The Robertson family wants the court to order Princeton to return the foundation’s endowment to the family to be used at other educational institutions. While some observers, including many in the media, have characterized this case as a significant test of donor intent, Princeton says that different principles are at stake: academic freedom and the ability of donors’ heirs to change the terms many years after a gift is made.

Princeton has also questioned the Robertson family’s use of a private foundation, the Banbury Fund, to pay the legal expenses of the lawsuit.

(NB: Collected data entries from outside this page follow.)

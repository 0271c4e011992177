//! Auto-generated data-access modules. Do not edit manually.

pub mod article_dao;
pub mod customer_dao;
pub mod order_dao;
pub mod order_item_dao;
pub mod supplier_dao;
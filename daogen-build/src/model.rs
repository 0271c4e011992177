//! Typed intermediate model shared by the scanner, merger, resolver and emitter.

use indexmap::IndexMap;
use quote::ToTokens;
use serde::{Deserialize, Serialize};

/// Every scanned entity and mapped superclass of one round, keyed by
/// qualified name, in scan order.
pub type EntityMap = IndexMap<String, EntityMetadata>;

#[derive(Debug, Clone, Copy, PartialEq, Eq, Hash)]
pub enum EntityKind {
    Entity,
    MappedSuperclass,
}

#[derive(Debug, Clone, Copy, PartialEq, Eq, Hash)]
pub enum PropertyKind {
    Simple,
    ManyToOne,
    ManyToMany,
    OneToMany,
}

#[derive(Debug, Clone, Copy, PartialEq, Eq, Hash, Serialize, Deserialize)]
#[serde(rename_all = "snake_case")]
pub enum GenerationType {
    Auto,
    Identity,
    Sequence,
    Table,
}

/// How a declared type is read from and written to a row.
#[derive(Debug, Clone, Copy, PartialEq, Eq, Hash)]
pub enum ValueKind {
    Text,
    Bool,
    I16,
    I32,
    I64,
    F32,
    F64,
    Decimal,
    /// Converted through `FromValue`/`ToValue`.
    Opaque,
}

/// A declared property type.
#[derive(Debug, Clone, PartialEq, Eq)]
pub struct TypeRef {
    /// Normalized source text, e.g. `Option<rust_decimal::Decimal>`.
    pub source: String,
    /// Declared as `Option<T>`.
    pub optional: bool,
    /// `T` for `Option<T>`, the full type otherwise.
    pub inner: String,
    pub kind: ValueKind,
}

impl TypeRef {
    /// Parses a type from source text. Returns `None` if it is not a type.
    pub fn parse(source: &str) -> Option<Self> {
        let ty: syn::Type = syn::parse_str(source).ok()?;
        Some(Self::from_type(&ty))
    }

    pub fn from_type(ty: &syn::Type) -> Self {
        let (optional, inner) = match option_inner(ty) {
            Some(inner) => (true, inner),
            None => (false, ty),
        };
        Self {
            source: normalize(ty),
            optional,
            inner: normalize(inner),
            kind: classify(inner),
        }
    }

    /// Last path segment of the inner type, e.g. `Supplier` for
    /// `Option<crate::model::Supplier>`.
    pub fn inner_simple_name(&self) -> &str {
        let base = self.inner.split('<').next().unwrap_or(&self.inner);
        base.rsplit("::").next().unwrap_or(base)
    }
}

fn normalize(ty: &syn::Type) -> String {
    ty.to_token_stream().to_string().split_whitespace().collect::<Vec<_>>().concat()
}

fn option_inner(ty: &syn::Type) -> Option<&syn::Type> {
    let syn::Type::Path(path) = ty else {
        return None;
    };
    let segment = path.path.segments.last()?;
    if segment.ident != "Option" {
        return None;
    }
    let syn::PathArguments::AngleBracketed(args) = &segment.arguments else {
        return None;
    };
    match args.args.first()? {
        syn::GenericArgument::Type(inner) => Some(inner),
        _ => None,
    }
}

fn classify(ty: &syn::Type) -> ValueKind {
    let syn::Type::Path(path) = ty else {
        return ValueKind::Opaque;
    };
    let Some(segment) = path.path.segments.last() else {
        return ValueKind::Opaque;
    };
    if !segment.arguments.is_none() {
        return ValueKind::Opaque;
    }
    match segment.ident.to_string().as_str() {
        "String" => ValueKind::Text,
        "bool" => ValueKind::Bool,
        "i16" => ValueKind::I16,
        "i32" => ValueKind::I32,
        "i64" => ValueKind::I64,
        "f32" => ValueKind::F32,
        "f64" => ValueKind::F64,
        "Decimal" => ValueKind::Decimal,
        _ => ValueKind::Opaque,
    }
}

/// How generated code reaches a property value.
#[derive(Debug, Clone, PartialEq, Eq)]
pub enum Access {
    /// Accessor method, called as `value.name(..)`.
    Method(String),
    /// Direct access to a visible field.
    Field(String),
}

/// The entity a MANY_TO_ONE property points to, with its identifier.
#[derive(Debug, Clone, PartialEq, Eq)]
pub struct ResolvedReference {
    pub qualified_name: String,
    pub simple_name: String,
    pub id_path: String,
    pub id_column: String,
}

#[derive(Debug, Clone, PartialEq)]
pub struct Property {
    /// Dotted for nested properties, e.g. `id.article_id`.
    pub path: String,
    pub ty: TypeRef,
    pub column_name: String,
    pub kind: PropertyKind,
    pub id: bool,
    pub embedded: bool,
    pub nested: bool,
    pub unique: bool,
    pub nullable: bool,
    pub insertable: bool,
    pub updatable: bool,
    pub generation: Option<GenerationType>,
    pub generator: Option<String>,
    pub column_definition: String,
    pub table: String,
    pub length: u32,
    pub precision: u32,
    pub scale: u32,
    pub referenced_column_name: String,
    /// Qualified name of the embeddable aggregate, for embedded identifiers.
    pub aggregate: Option<String>,
    /// Set by the resolver for MANY_TO_ONE properties whose target is known.
    pub reference: Option<ResolvedReference>,
    pub getter: Option<Access>,
    pub setter: Option<Access>,
    /// Field name, and whether it is reachable from generated code.
    pub field: String,
    pub field_visible: bool,
}

impl Property {
    /// A plain column property with the default column attributes.
    pub fn new(path: impl Into<String>, ty: TypeRef) -> Self {
        let path = path.into();
        let field = path.rsplit('.').next().unwrap_or(&path).to_string();
        Self {
            column_name: field.clone(),
            path,
            ty,
            kind: PropertyKind::Simple,
            id: false,
            embedded: false,
            nested: false,
            unique: false,
            nullable: true,
            insertable: true,
            updatable: true,
            generation: None,
            generator: None,
            column_definition: String::new(),
            table: String::new(),
            length: 255,
            precision: 0,
            scale: 0,
            referenced_column_name: String::new(),
            aggregate: None,
            reference: None,
            getter: None,
            setter: None,
            field,
            field_visible: false,
        }
    }

    /// Last segment of the path.
    pub fn name(&self) -> &str {
        self.path.rsplit('.').next().unwrap_or(&self.path)
    }

    /// Path of the embedded identifier this nested property belongs to.
    pub fn parent_path(&self) -> Option<&str> {
        if !self.nested {
            return None;
        }
        self.path.split_once('.').map(|(parent, _)| parent)
    }

    /// The embedded identifier aggregate itself, which has no column.
    pub fn is_aggregate(&self) -> bool {
        self.embedded && !self.nested
    }

    /// Whether the property maps onto a column of the entity's table.
    pub fn is_column(&self) -> bool {
        !self.is_aggregate() && matches!(self.kind, PropertyKind::Simple | PropertyKind::ManyToOne)
    }

    pub fn is_id_column(&self) -> bool {
        self.id && self.is_column()
    }

    pub fn is_detail_column(&self) -> bool {
        !self.id && self.is_column()
    }
}

/// Table binding of an entity.
#[derive(Debug, Clone, Default, PartialEq, Eq)]
pub struct TableBinding {
    pub name: Option<String>,
    pub schema: Option<String>,
    pub catalog: Option<String>,
}

#[derive(Debug, Clone, PartialEq)]
pub struct EntityMetadata {
    pub qualified_name: String,
    pub simple_name: String,
    pub module: String,
    pub kind: EntityKind,
    pub table: TableBinding,
    /// Parent type as declared, resolved by the merger.
    pub parent: Option<String>,
    pub properties: IndexMap<String, Property>,
}

impl EntityMetadata {
    /// Table name prefixed by the catalog, or by the schema when no catalog is set.
    pub fn table_name(&self) -> String {
        let name = self.table.name.clone().unwrap_or_else(|| self.simple_name.clone());
        match (&self.table.catalog, &self.table.schema) {
            (Some(catalog), _) => format!("{catalog}.{name}"),
            (None, Some(schema)) => format!("{schema}.{name}"),
            (None, None) => name,
        }
    }

    pub fn property(&self, path: &str) -> Option<&Property> {
        self.properties.get(path)
    }

    pub fn id_columns(&self) -> impl Iterator<Item = &Property> {
        self.properties.values().filter(|property| property.is_id_column())
    }

    pub fn detail_columns(&self) -> impl Iterator<Item = &Property> {
        self.properties.values().filter(|property| property.is_detail_column())
    }

    /// The embedded identifier aggregate, if the entity has one.
    pub fn embedded_id(&self) -> Option<&Property> {
        self.properties.values().find(|property| property.is_aggregate() && property.id)
    }

    /// The identifier filled in by the database on insert.
    pub fn generated_id(&self) -> Option<&Property> {
        let mut ids = self.id_columns();
        match (ids.next(), ids.next()) {
            (Some(id), None) if id.generation.is_some() => Some(id),
            _ => None,
        }
    }

    /// Nested properties of the embedded aggregate at `parent`.
    pub fn nested_of<'a>(&'a self, parent: &'a str) -> impl Iterator<Item = &'a Property> + 'a {
        self.properties.values().filter(move |property| property.parent_path() == Some(parent))
    }
}

#[cfg(test)]
mod tests {
    use super::*;

    #[test]
    fn classifies_declared_types() {
        let text = TypeRef::parse("Option<String>").unwrap();
        assert!(text.optional);
        assert_eq!(text.inner, "String");
        assert_eq!(text.kind, ValueKind::Text);

        let decimal = TypeRef::parse("rust_decimal::Decimal").unwrap();
        assert!(!decimal.optional);
        assert_eq!(decimal.kind, ValueKind::Decimal);

        let supplier = TypeRef::parse("Option< crate::model::Supplier >").unwrap();
        assert_eq!(supplier.source, "Option<crate::model::Supplier>");
        assert_eq!(supplier.inner_simple_name(), "Supplier");
        assert_eq!(supplier.kind, ValueKind::Opaque);

        assert_eq!(TypeRef::parse("Option<u8>").unwrap().kind, ValueKind::Opaque);
        assert!(TypeRef::parse("not a type!").is_none());
    }

    #[test]
    fn table_name_prefers_catalog_over_schema() {
        let mut entity = EntityMetadata {
            qualified_name: "crate::model::Article".into(),
            simple_name: "Article".into(),
            module: "crate::model".into(),
            kind: EntityKind::Entity,
            table: TableBinding::default(),
            parent: None,
            properties: IndexMap::new(),
        };
        assert_eq!(entity.table_name(), "Article");

        entity.table.name = Some("article".into());
        entity.table.schema = Some("shop".into());
        assert_eq!(entity.table_name(), "shop.article");

        entity.table.catalog = Some("main".into());
        assert_eq!(entity.table_name(), "main.article");
    }

    #[test]
    fn column_roles() {
        let ty = TypeRef::parse("Option<i32>").unwrap();
        let mut aggregate = Property::new("id", ty.clone());
        aggregate.id = true;
        aggregate.embedded = true;
        let mut nested = Property::new("id.article_id", ty.clone());
        nested.id = true;
        nested.embedded = true;
        nested.nested = true;
        let mut orders = Property::new("orders", ty);
        orders.kind = PropertyKind::OneToMany;

        assert!(!aggregate.is_column());
        assert!(nested.is_id_column());
        assert_eq!(nested.name(), "article_id");
        assert_eq!(nested.column_name, "article_id");
        assert_eq!(nested.parent_path(), Some("id"));
        assert!(!orders.is_column());
    }
}
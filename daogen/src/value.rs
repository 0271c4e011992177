//! Column values exchanged between generated code and the statement executor.

use rust_decimal::Decimal;
use rust_decimal::prelude::{FromPrimitive, ToPrimitive};

use crate::errors::{DaoError, DaoResult};

/// A single column or parameter value.
///
/// `Composite` carries the nested values of an embedded identifier, keyed by
/// sub-property name; it never appears in a row or a statement parameter.
#[derive(Debug, Clone, PartialEq, Default)]
pub enum Value {
    #[default]
    Null,
    Bool(bool),
    Integer(i64),
    Real(f64),
    Decimal(Decimal),
    Text(String),
    Composite(Vec<(String, Value)>),
}

impl Value {
    pub fn is_null(&self) -> bool {
        matches!(self, Value::Null)
    }

    /// Short name of the variant, used in conversion errors.
    pub fn kind(&self) -> &'static str {
        match self {
            Value::Null => "null",
            Value::Bool(_) => "bool",
            Value::Integer(_) => "integer",
            Value::Real(_) => "real",
            Value::Decimal(_) => "decimal",
            Value::Text(_) => "text",
            Value::Composite(_) => "composite",
        }
    }

    /// Looks up a component of a composite value.
    pub fn component(&self, name: &str) -> Option<&Value> {
        match self {
            Value::Composite(parts) => parts.iter().find(|(part, _)| part == name).map(|(_, value)| value),
            _ => None,
        }
    }
}

/// Conversion of a property value into a [`Value`].
pub trait ToValue {
    fn to_value(&self) -> Value;
}

/// Conversion of a [`Value`] back into a property type.
///
/// Implement this for custom property types; they are read as opaque values
/// by generated row mappers and converted through this trait.
pub trait FromValue: Sized {
    fn from_value(value: Value) -> DaoResult<Self>;
}

impl ToValue for Value {
    fn to_value(&self) -> Value {
        self.clone()
    }
}

impl FromValue for Value {
    fn from_value(value: Value) -> DaoResult<Self> {
        Ok(value)
    }
}

impl<T: ToValue + ?Sized> ToValue for &T {
    fn to_value(&self) -> Value {
        (**self).to_value()
    }
}

impl<T: ToValue> ToValue for Option<T> {
    fn to_value(&self) -> Value {
        match self {
            Some(value) => value.to_value(),
            None => Value::Null,
        }
    }
}

impl<T: FromValue> FromValue for Option<T> {
    fn from_value(value: Value) -> DaoResult<Self> {
        match value {
            Value::Null => Ok(None),
            other => T::from_value(other).map(Some),
        }
    }
}

impl ToValue for bool {
    fn to_value(&self) -> Value {
        Value::Bool(*self)
    }
}

impl FromValue for bool {
    fn from_value(value: Value) -> DaoResult<Self> {
        match value {
            Value::Bool(flag) => Ok(flag),
            Value::Integer(number) => Ok(number != 0),
            other => Err(DaoError::type_mismatch("bool", &other)),
        }
    }
}

macro_rules! integer_value {
    ($($ty:ty),* $(,)?) => {
        $(
            impl ToValue for $ty {
                fn to_value(&self) -> Value {
                    Value::Integer(i64::from(*self))
                }
            }

            impl FromValue for $ty {
                fn from_value(value: Value) -> DaoResult<Self> {
                    match value {
                        Value::Integer(number) => <$ty>::try_from(number).map_err(|_| DaoError::OutOfRange {
                            target: stringify!($ty),
                            value: number.to_string(),
                        }),
                        Value::Decimal(decimal) if decimal.fract().is_zero() => decimal
                            .to_i64()
                            .and_then(|number| <$ty>::try_from(number).ok())
                            .ok_or_else(|| DaoError::OutOfRange {
                                target: stringify!($ty),
                                value: decimal.to_string(),
                            }),
                        other => Err(DaoError::type_mismatch(stringify!($ty), &other)),
                    }
                }
            }
        )*
    };
}

integer_value!(i8, i16, i32, i64, u8, u16, u32);

impl ToValue for f32 {
    fn to_value(&self) -> Value {
        Value::Real(f64::from(*self))
    }
}

impl FromValue for f32 {
    fn from_value(value: Value) -> DaoResult<Self> {
        f64::from_value(value).map(|number| number as f32)
    }
}

impl ToValue for f64 {
    fn to_value(&self) -> Value {
        Value::Real(*self)
    }
}

impl FromValue for f64 {
    fn from_value(value: Value) -> DaoResult<Self> {
        match value {
            Value::Real(number) => Ok(number),
            Value::Integer(number) => Ok(number as f64),
            Value::Decimal(decimal) => decimal.to_f64().ok_or_else(|| DaoError::OutOfRange {
                target: "f64",
                value: decimal.to_string(),
            }),
            other => Err(DaoError::type_mismatch("f64", &other)),
        }
    }
}

impl ToValue for Decimal {
    fn to_value(&self) -> Value {
        Value::Decimal(*self)
    }
}

impl FromValue for Decimal {
    fn from_value(value: Value) -> DaoResult<Self> {
        match value {
            Value::Decimal(decimal) => Ok(decimal),
            Value::Integer(number) => Ok(Decimal::from(number)),
            Value::Real(number) => Decimal::from_f64(number).ok_or_else(|| DaoError::OutOfRange {
                target: "Decimal",
                value: number.to_string(),
            }),
            other => Err(DaoError::type_mismatch("Decimal", &other)),
        }
    }
}

impl ToValue for str {
    fn to_value(&self) -> Value {
        Value::Text(self.to_string())
    }
}

impl ToValue for String {
    fn to_value(&self) -> Value {
        Value::Text(self.clone())
    }
}

impl FromValue for String {
    fn from_value(value: Value) -> DaoResult<Self> {
        match value {
            Value::Text(text) => Ok(text),
            other => Err(DaoError::type_mismatch("String", &other)),
        }
    }
}

impl From<bool> for Value {
    fn from(value: bool) -> Self {
        Value::Bool(value)
    }
}

impl From<i32> for Value {
    fn from(value: i32) -> Self {
        Value::Integer(i64::from(value))
    }
}

impl From<i64> for Value {
    fn from(value: i64) -> Self {
        Value::Integer(value)
    }
}

impl From<f64> for Value {
    fn from(value: f64) -> Self {
        Value::Real(value)
    }
}

impl From<Decimal> for Value {
    fn from(value: Decimal) -> Self {
        Value::Decimal(value)
    }
}

impl From<&str> for Value {
    fn from(value: &str) -> Self {
        Value::Text(value.to_string())
    }
}

impl From<String> for Value {
    fn from(value: String) -> Self {
        Value::Text(value)
    }
}

impl<T: Into<Value>> From<Option<T>> for Value {
    fn from(value: Option<T>) -> Self {
        value.map(Into::into).unwrap_or(Value::Null)
    }
}

/// Uniform access to an optional aggregate or referenced entity, whatever
/// shape its accessor returns (`Option<T>`, `Option<&T>` or `&Option<T>`).
pub trait Reference<T> {
    fn referenced(&self) -> Option<&T>;
}

impl<T> Reference<T> for Option<T> {
    fn referenced(&self) -> Option<&T> {
        self.as_ref()
    }
}

impl<T> Reference<T> for Option<&T> {
    fn referenced(&self) -> Option<&T> {
        *self
    }
}

impl<T, R: Reference<T> + ?Sized> Reference<T> for &R {
    fn referenced(&self) -> Option<&T> {
        (**self).referenced()
    }
}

The case is set to trial in October

Many lessons are now emerging from this unhappy tale. Among them:

  • Would-be donors need to spell out their wishes as concretely as possible in setting up charitable instruments, with the knowledge that future
  • generations, and subsequent developments affecting the receiving institutions, may create all kinds of unanticipated pressure to change or at least modify their original vision.
  • Donors to educational institutions need to recognize the institution’s need for flexibility and the fact that universities and schools resist being tied down to restrictive conditions. If it’s really important to limit the scope of a gift, it may be better for the family or foundation to make a series of separate gifts over a period of years, each subject to strict, and possibly changing, guidelines.
  • In the absence of ironclad, unambiguous language accompanying a bequest, along with clear misapplication of funds by the institution, a donor’s heirs face huge obstacles if they try to reverse the course of an established philanthropy.